The educational arm of Vision 2030 is formed of PI, the Masdar Institute of Science and Technology, and Khalifa University of Science, Technology and Research (KUSTAR). How do you qualify this assessment?

I agree with it completely. Individually and collectively, these three exciting institutions have moved through adolescence and are becoming known as a group of institutions that work together and collaborate by an ever increasing measure. I have been collaborating in one way or another with colleagues from Masdar and KUSTAR from the very moment I arrived in the UAE some seven years ago. Even then, we were already beginning to see each other as resources instead of as competitors. In the meantime, we have increased the interaction among our faculty considerably. The dynamics among universities are totally different from those at play in the corporate world. For us, the more we share, collaborate, and know about each other’s work, without giving away industrial secrets outright, of course, the more we can avoid unnecessary competition regarding the disposition of scarce resources. There is more that can be done. For one thing, I would like to see our institutions focus their resources on creating consolidated and coordinated investments in instrumentation and research laboratories. The PIRC is a great step in that direction. Although we are an ADNOC facility, the more we can create opportunities for faculties at other institutions to have access to cutting-edge technology, the better off we will all be.

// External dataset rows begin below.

//! View settings for a coordinate mapping context.
//!
//! A view or an export operation starts from a `ViewSettings` value that is
//! handed over explicitly; nothing here is global. Settings are stored as
//! JSON by the host application.

use serde::{Deserialize, Serialize};
use tracing::debug;

use crate::constants::{DEFAULT_GRID_STEP, MAX_MAGNITUDE, MIN_MAGNITUDE};
use crate::error::{ConfigError, ConfigResult};

/// Zoom, translation and grid settings of a view.
#[derive(Debug, Clone, PartialEq, Serialize, Deserialize)]
#[serde(default)]
pub struct ViewSettings {
    /// Magnitude applied on both axes (device units per logical unit)
    pub units_per_pixel: f64,
    /// Horizontal shift in device units
    pub x_center: f64,
    /// Vertical shift in device units
    pub y_center: f64,
    /// Horizontal grid step in logical units
    pub x_grid_step: i32,
    /// Vertical grid step in logical units
    pub y_grid_step: i32,
    /// Snap unmapped coordinates to the grid
    pub snap: bool,
}

impl Default for ViewSettings {
    fn default() -> Self {
        Self {
            units_per_pixel: 1.0,
            x_center: 0.0,
            y_center: 0.0,
            x_grid_step: DEFAULT_GRID_STEP,
            y_grid_step: DEFAULT_GRID_STEP,
            snap: true,
        }
    }
}

impl ViewSettings {
    /// Parses settings from a JSON document and validates them.
    pub fn from_json(json: &str) -> ConfigResult<Self> {
        let settings: ViewSettings = serde_json::from_str(json)?;
        settings.validate()?;
        debug!(?settings, "Loaded view settings");
        Ok(settings)
    }

    /// Serializes the settings as pretty-printed JSON.
    pub fn to_json(&self) -> ConfigResult<String> {
        Ok(serde_json::to_string_pretty(self)?)
    }

    /// Checks every field against the limits the mapper enforces.
    pub fn validate(&self) -> ConfigResult<()> {
        let magnitude = self.units_per_pixel.abs();
        if !self.units_per_pixel.is_finite()
            || !(MIN_MAGNITUDE..=MAX_MAGNITUDE).contains(&magnitude)
        {
            return Err(out_of_range("units_per_pixel", self.units_per_pixel));
        }
        if !self.x_center.is_finite() {
            return Err(out_of_range("x_center", self.x_center));
        }
        if !self.y_center.is_finite() {
            return Err(out_of_range("y_center", self.y_center));
        }
        if self.x_grid_step <= 0 {
            return Err(out_of_range("x_grid_step", self.x_grid_step));
        }
        if self.y_grid_step <= 0 {
            return Err(out_of_range("y_grid_step", self.y_grid_step));
        }
        Ok(())
    }
}

fn out_of_range(key: &str, value: impl ToString) -> ConfigError {
    ConfigError::ValueOutOfRange {
        key: key.to_string(),
        value: value.to_string(),
    }
}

In particular, I am thinking of electronic microscopes or isotope testing facilities, and being able to work in the rarified field of nano technology, but without each institution having to buy a separate set of scanning electron microscopes on their own. If we can put a bank of them here for different kinds of research and create a central instrumentation facility (CIF) as in the US, we can leverage the resources that exist in each of our institutions without duplicating the expense.

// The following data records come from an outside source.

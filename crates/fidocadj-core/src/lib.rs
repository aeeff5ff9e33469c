//! # FidoCadJ Core
//!
//! Core constants, value types, errors and view settings shared by the
//! FidoCadJ geometry crates.

pub mod config;
pub mod constants;
pub mod error;
pub mod types;

pub use config::ViewSettings;
pub use error::{ConfigError, ConfigResult};
pub use types::{DimensionG, PointG};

In terms of diversification, PI undertook the Solar Car Project. What other projects do you have on-going that involve renewables?

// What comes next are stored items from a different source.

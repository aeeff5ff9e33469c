//! Coordinate mapping between logical FidoCAD units and device pixels.
//!
//! The mapper scales and translates logical coordinates to device space. In
//! macro-local mode the coordinates are first taken relative to the macro
//! origin (100, 100) and rotated or mirrored according to the macro
//! instance. Every tracked forward mapping widens a bounding box of the
//! device coordinates produced, which is how the size of a drawing is found.
//!
//! The translation given by the center is meant for exports and for drawing
//! macros; scrolling the view is left to the host widget.
//!
//! ```text
//! plain:  vx = x * x_magnitude + x_center
//!         vy = y * y_magnitude + y_center
//! macro:  (x', y') = (x - 100, y - 100)
//!         (vx, vy) = orientation/mirror table of (x' * x_magnitude, y' * y_magnitude)
//!                    + (x_center, y_center)
//! ```

use std::fmt;

use fidocadj_core::constants::{DEFAULT_GRID_STEP, MACRO_ORIGIN, MAX_MAGNITUDE, MIN_MAGNITUDE};
use fidocadj_core::ViewSettings;
use tracing::{debug, warn};

use crate::orientation::Orientation;

/// Rounds to the nearest integer, halves going towards positive infinity.
pub(crate) fn round_half_up(v: f64) -> f64 {
    (v + 0.5).floor()
}

fn clamp_magnitude(requested: f64) -> f64 {
    let mut m = requested;
    if m.is_nan() || m.abs() < MIN_MAGNITUDE {
        m = MIN_MAGNITUDE;
    }
    if m.abs() > MAX_MAGNITUDE {
        m = MAX_MAGNITUDE;
    }
    if m != requested {
        debug!(requested, clamped = m, "Magnitude clamped");
    }
    m
}

/// Complete state of a mapper: transform, grid and tracked extremes.
///
/// This is the value saved by [`CoordinateMapper::push`].
#[derive(Debug, Clone, Copy, PartialEq)]
pub struct MapperState {
    pub x_center: f64,
    pub y_center: f64,
    pub x_magnitude: f64,
    pub y_magnitude: f64,
    pub orientation: Orientation,
    pub mirror: bool,
    pub is_macro: bool,
    pub snap_active: bool,
    pub x_grid_step: i32,
    pub y_grid_step: i32,
    pub x_min: i32,
    pub x_max: i32,
    pub y_min: i32,
    pub y_max: i32,
}

impl Default for MapperState {
    fn default() -> Self {
        Self {
            x_center: 0.0,
            y_center: 0.0,
            x_magnitude: 1.0,
            y_magnitude: 1.0,
            orientation: Orientation::R0,
            mirror: false,
            is_macro: false,
            snap_active: true,
            x_grid_step: DEFAULT_GRID_STEP,
            y_grid_step: DEFAULT_GRID_STEP,
            x_min: i32::MAX,
            x_max: i32::MIN,
            y_min: i32::MAX,
            y_max: i32::MIN,
        }
    }
}

/// Maps logical coordinates to device coordinates and back.
#[derive(Debug, Clone, Default)]
pub struct CoordinateMapper {
    state: MapperState,
    stack: Vec<MapperState>,
}

impl CoordinateMapper {
    /// Creates a mapper with unit magnitude, no translation, snapping on a
    /// 5 unit grid and an empty bounding box.
    pub fn new() -> Self {
        Self::default()
    }

    /// Creates a mapper from view settings, going through the checked setters.
    pub fn from_settings(settings: &ViewSettings) -> Self {
        let mut m = Self::new();
        m.set_magnitudes(settings.units_per_pixel, settings.units_per_pixel);
        m.set_x_center(settings.x_center);
        m.set_y_center(settings.y_center);
        m.set_x_grid_step(settings.x_grid_step);
        m.set_y_grid_step(settings.y_grid_step);
        m.set_snap(settings.snap);
        m
    }

    /// Returns a copy of the current state.
    pub fn state(&self) -> MapperState {
        self.state
    }

    /// Number of states saved by [`push`](Self::push) and not yet restored.
    pub fn stack_depth(&self) -> usize {
        self.stack.len()
    }

    /// Saves the whole state on the internal stack.
    pub fn push(&mut self) {
        self.stack.push(self.state);
    }

    /// Restores the last saved state.
    ///
    /// Popping an empty stack logs a warning and leaves the state untouched.
    pub fn pop(&mut self) {
        match self.stack.pop() {
            Some(saved) => self.state = saved,
            None => warn!("Cannot pop the coordinate state out of an empty stack"),
        }
    }

    /// Sets the orientation from a FidoCAD index, clamped to `0..=3`.
    pub fn set_orientation_index(&mut self, o: i32) {
        self.state.orientation = Orientation::from_index(o);
    }

    pub fn set_orientation(&mut self, o: Orientation) {
        self.state.orientation = o;
    }

    pub fn orientation(&self) -> Orientation {
        self.state.orientation
    }

    pub fn set_mirror(&mut self, mirror: bool) {
        self.state.mirror = mirror;
    }

    pub fn mirror(&self) -> bool {
        self.state.mirror
    }

    /// Switches between the plain view formula and the macro-local one.
    pub fn set_macro(&mut self, is_macro: bool) {
        self.state.is_macro = is_macro;
    }

    pub fn is_macro(&self) -> bool {
        self.state.is_macro
    }

    pub fn set_snap(&mut self, snap: bool) {
        self.state.snap_active = snap;
    }

    pub fn snap(&self) -> bool {
        self.state.snap_active
    }

    /// Sets the horizontal grid step; non-positive values are ignored.
    pub fn set_x_grid_step(&mut self, step: i32) {
        if step > 0 {
            self.state.x_grid_step = step;
        }
    }

    /// Sets the vertical grid step; non-positive values are ignored.
    pub fn set_y_grid_step(&mut self, step: i32) {
        if step > 0 {
            self.state.y_grid_step = step;
        }
    }

    pub fn x_grid_step(&self) -> i32 {
        self.state.x_grid_step
    }

    pub fn y_grid_step(&self) -> i32 {
        self.state.y_grid_step
    }

    pub fn x_magnitude(&self) -> f64 {
        self.state.x_magnitude
    }

    pub fn y_magnitude(&self) -> f64 {
        self.state.y_magnitude
    }

    /// Sets the horizontal magnitude, clamped to
    /// `[MIN_MAGNITUDE, MAX_MAGNITUDE]`.
    pub fn set_x_magnitude(&mut self, m: f64) {
        self.state.x_magnitude = clamp_magnitude(m);
    }

    /// Sets the vertical magnitude, clamped to
    /// `[MIN_MAGNITUDE, MAX_MAGNITUDE]`.
    pub fn set_y_magnitude(&mut self, m: f64) {
        self.state.y_magnitude = clamp_magnitude(m);
    }

    pub fn set_magnitudes(&mut self, xm: f64, ym: f64) {
        self.set_x_magnitude(xm);
        self.set_y_magnitude(ym);
    }

    /// Sets the horizontal magnitude as given, without clamping.
    pub fn set_x_magnitude_no_check(&mut self, m: f64) {
        self.state.x_magnitude = m;
    }

    /// Sets the vertical magnitude as given, without clamping.
    pub fn set_y_magnitude_no_check(&mut self, m: f64) {
        self.state.y_magnitude = m;
    }

    pub fn set_magnitudes_no_check(&mut self, xm: f64, ym: f64) {
        self.set_x_magnitude_no_check(xm);
        self.set_y_magnitude_no_check(ym);
    }

    pub fn x_center(&self) -> f64 {
        self.state.x_center
    }

    pub fn y_center(&self) -> f64 {
        self.state.y_center
    }

    pub fn set_x_center(&mut self, c: f64) {
        self.state.x_center = c;
    }

    pub fn set_y_center(&mut self, c: f64) {
        self.state.y_center = c;
    }

    pub fn x_min(&self) -> i32 {
        self.state.x_min
    }

    pub fn x_max(&self) -> i32 {
        self.state.x_max
    }

    pub fn y_min(&self) -> i32 {
        self.state.y_min
    }

    pub fn y_max(&self) -> i32 {
        self.state.y_max
    }

    /// Empties the tracked bounding box.
    pub fn reset_min_max(&mut self) {
        self.state.x_min = i32::MAX;
        self.state.y_min = i32::MAX;
        self.state.x_max = i32::MIN;
        self.state.y_max = i32::MIN;
    }

    /// True once at least one point has been tracked since the last reset.
    pub fn has_valid_bounds(&self) -> bool {
        self.state.x_max >= self.state.x_min && self.state.y_max >= self.state.y_min
    }

    /// Maps a logical point on both axes without rounding or tracking.
    pub fn map_real(&self, x: f64, y: f64) -> (f64, f64) {
        let s = &self.state;
        let (vx, vy) = if s.is_macro {
            let sx = (x - MACRO_ORIGIN) * s.x_magnitude;
            let sy = (y - MACRO_ORIGIN) * s.y_magnitude;
            s.orientation.apply(s.mirror, sx, sy)
        } else {
            (x * s.x_magnitude, y * s.y_magnitude)
        };
        (vx + s.x_center, vy + s.y_center)
    }

    /// Maps the X coordinate of a logical point, without rounding or tracking.
    pub fn map_x_real(&self, x: f64, y: f64) -> f64 {
        self.map_real(x, y).0
    }

    /// Maps the Y coordinate of a logical point, without rounding or tracking.
    pub fn map_y_real(&self, x: f64, y: f64) -> f64 {
        self.map_real(x, y).1
    }

    /// Maps and rounds the X coordinate, widening the bounding box.
    pub fn map_x(&mut self, x: f64, y: f64) -> i32 {
        self.map_x_tracked(x, y, true)
    }

    /// Maps and rounds the Y coordinate, widening the bounding box.
    pub fn map_y(&mut self, x: f64, y: f64) -> i32 {
        self.map_y_tracked(x, y, true)
    }

    /// Maps and rounds the X coordinate; the bounding box is only widened
    /// when `track` is set.
    pub fn map_x_tracked(&mut self, x: f64, y: f64, track: bool) -> i32 {
        let ivx = round_half_up(self.map_x_real(x, y)) as i32;
        if track {
            self.state.x_min = self.state.x_min.min(ivx);
            self.state.x_max = self.state.x_max.max(ivx);
        }
        ivx
    }

    /// Maps and rounds the Y coordinate; the bounding box is only widened
    /// when `track` is set.
    pub fn map_y_tracked(&mut self, x: f64, y: f64, track: bool) -> i32 {
        let ivy = round_half_up(self.map_y_real(x, y)) as i32;
        if track {
            self.state.y_min = self.state.y_min.min(ivy);
            self.state.y_max = self.state.y_max.max(ivy);
        }
        ivy
    }

    /// Maps a logical point on both axes with tracking.
    pub fn map_point(&mut self, x: f64, y: f64) -> (i32, i32) {
        (self.map_x(x, y), self.map_y(x, y))
    }

    /// Folds a point already in device coordinates into the bounding box.
    ///
    /// Fractional coordinates are truncated.
    pub fn track_point(&mut self, xp: f64, yp: f64) {
        let s = &mut self.state;
        if yp < s.y_min as f64 {
            s.y_min = yp as i32;
        }
        if yp > s.y_max as f64 {
            s.y_max = yp as i32;
        }
        if xp < s.x_min as f64 {
            s.x_min = xp as i32;
        }
        if xp > s.x_max as f64 {
            s.x_max = xp as i32;
        }
    }

    /// Converts a device X coordinate to logical units, ignoring the grid.
    ///
    /// The inverse always uses the plain view formula.
    pub fn unmap_x_no_snap(&self, x: i32) -> i32 {
        round_half_up((x as f64 - self.state.x_center) / self.state.x_magnitude) as i32
    }

    /// Converts a device Y coordinate to logical units, ignoring the grid.
    pub fn unmap_y_no_snap(&self, y: i32) -> i32 {
        round_half_up((y as f64 - self.state.y_center) / self.state.y_magnitude) as i32
    }

    /// Converts a device X coordinate to logical units, snapped to the grid
    /// when snapping is active.
    pub fn unmap_x_snap(&self, x: i32) -> i32 {
        let xc = self.unmap_x_no_snap(x);
        if self.state.snap_active {
            snap_to(xc, self.state.x_grid_step)
        } else {
            xc
        }
    }

    /// Converts a device Y coordinate to logical units, snapped to the grid
    /// when snapping is active.
    pub fn unmap_y_snap(&self, y: i32) -> i32 {
        let yc = self.unmap_y_no_snap(y);
        if self.state.snap_active {
            snap_to(yc, self.state.y_grid_step)
        } else {
            yc
        }
    }
}

/// Nearest multiple of `step`, saturating at the `i32` limits.
fn snap_to(value: i32, step: i32) -> i32 {
    (round_half_up(value as f64 / step as f64) * step as f64) as i32
}

impl From<&ViewSettings> for CoordinateMapper {
    fn from(settings: &ViewSettings) -> Self {
        Self::from_settings(settings)
    }
}

impl fmt::Display for CoordinateMapper {
    fn fmt(&self, f: &mut fmt::Formatter<'_>) -> fmt::Result {
        let s = &self.state;
        write!(
            f,
            "[xCenter={}|yCenter={}|xMagnitude={}|yMagnitude={}|orientation={}|mirror={}\
             |isMacro={}|snapActive={}|xMin={}|xMax={}|yMin={}|yMax={}|xGridStep={}|yGridStep={}]",
            s.x_center,
            s.y_center,
            s.x_magnitude,
            s.y_magnitude,
            s.orientation,
            s.mirror,
            s.is_macro,
            s.snap_active,
            s.x_min,
            s.x_max,
            s.y_min,
            s.y_max,
            s.x_grid_step,
            s.y_grid_step
        )
    }
}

I’m glad you asked about that! It is not generally known that our solar car broke world records in the qualifying laps at the Abu Dhabi Solar Car Challenge in 2015, even though we came in second in the race itself. At the risk of sounding defensive, I should note that our second place finish was not because our car didn’t have the speed to win, but because we did not have the controls on the engine that would allow us to cruise just at the speed limit without exceeding it. This meant that we broke the allowed speed limit for the race too often and were penalized accordingly. Nevertheless, the entire experience was an extraordinary breakthrough for us. It introduced us as an institution to the potential for research and technological advancement in renewable energy that we can expand and exploit here at the PI. We are also proud of our association with Tokai University in Japan, which was our partner in this. We are now expanding our relationship with Tokai University and looking for new paths of collaboration. There are other things that we are contemplating in the area of solar. We intend that two of the new buildings that are being built on campus to be totally self-sufficient based on solar energy generation. The new PIRC will have green laboratories as part of its roster of research facilities, and we will be looking at solar energy, as well as at other developing technologies, such as lithium-based battery technology for the storage of energy. We are also interested in finding ways to save energy, and particularly to save on fossil fuel expenditure. The PI as an institution and ADNOC as a corporation understand fully that it is far better to earn a profit from petroleum products by selling them in parts of the world that are without adequate energy resources, rather than expending that fuel domestically. In the interests of economic prosperity, finding alternative energy solutions, whether it is wind, solar, or other forms, is certainly something we are becoming increasingly involved in.